● Supplied entries:
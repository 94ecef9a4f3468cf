//! Vehicle entities.

pub mod category;
pub mod model;

pub use category::VehicleType;
pub use model::Vehicle;
//! `parkhub layout`: print the configured floors.

use serde::Serialize;
use tabled::Tabled;

use crate::output::{self, OutputFormat};
use parkhub_core::config::AppConfig;
use parkhub_core::error::AppError;

#[derive(Debug, Serialize, Tabled)]
struct FloorRow {
    #[tabled(rename = "Floor")]
    name: String,
    #[tabled(rename = "Motorcycle")]
    motorcycle: u32,
    #[tabled(rename = "Compact")]
    compact: u32,
    #[tabled(rename = "Electric")]
    electric: u32,
    #[tabled(rename = "Large")]
    large: u32,
    #[tabled(rename = "Total")]
    total: u32,
}

/// Execute the layout command
pub fn execute(config: &AppConfig, format: OutputFormat) -> Result<(), AppError> {
    let rows: Vec<FloorRow> = config
        .layout
        .floors
        .iter()
        .map(|floor| FloorRow {
            name: floor.name.clone(),
            motorcycle: floor.motorcycle,
            compact: floor.compact,
            electric: floor.electric,
            large: floor.large,
            total: floor.total_spots(),
        })
        .collect();

    output::print_list(&rows, format);
    Ok(())
}
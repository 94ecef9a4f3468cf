//! ParkHub: concurrent parking spot allocation.
//!
//! Entry point that loads configuration, initializes logging and runs the
//! selected command.

use clap::Parser;
use tracing_subscriber::{EnvFilter, fmt};

mod commands;
mod output;

use commands::Cli;
use parkhub_core::config::AppConfig;
use parkhub_core::error::AppError;

#[tokio::main]
async fn main() {
    let cli = Cli::parse();

    let config = match load_configuration(&cli.env) {
        Ok(c) => c,
        Err(e) => {
            eprintln!("Failed to load configuration: {e}");
            std::process::exit(1);
        }
    };

    init_logging(&config);

    if let Err(e) = cli.execute(config).await {
        tracing::error!("Command failed: {}", e);
        eprintln!("Error: {e}");
        std::process::exit(1);
    }
}

/// Load configuration from file and environment
fn load_configuration(env: &str) -> Result<AppConfig, AppError> {
    AppConfig::load(env)
}

/// Initialize tracing/logging
fn init_logging(config: &AppConfig) {
    let filter =
        EnvFilter::try_from_default_env().unwrap_or_else(|_| EnvFilter::new(&config.logging.level));

    match config.logging.format.as_str() {
        "json" => {
            fmt()
                .json()
                .with_env_filter(filter)
                .with_target(true)
                .with_thread_ids(true)
                .with_writer(std::io::stderr)
                .init();
        }
        _ => {
            fmt()
                .pretty()
                .with_env_filter(filter)
                .with_target(true)
                .with_writer(std::io::stderr)
                .init();
        }
    }
}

● Your goal: If a line in the records above has the word "floors", copy it out.

● Result of this task:
//! `parkhub layout`: print the configured floors.
        .floors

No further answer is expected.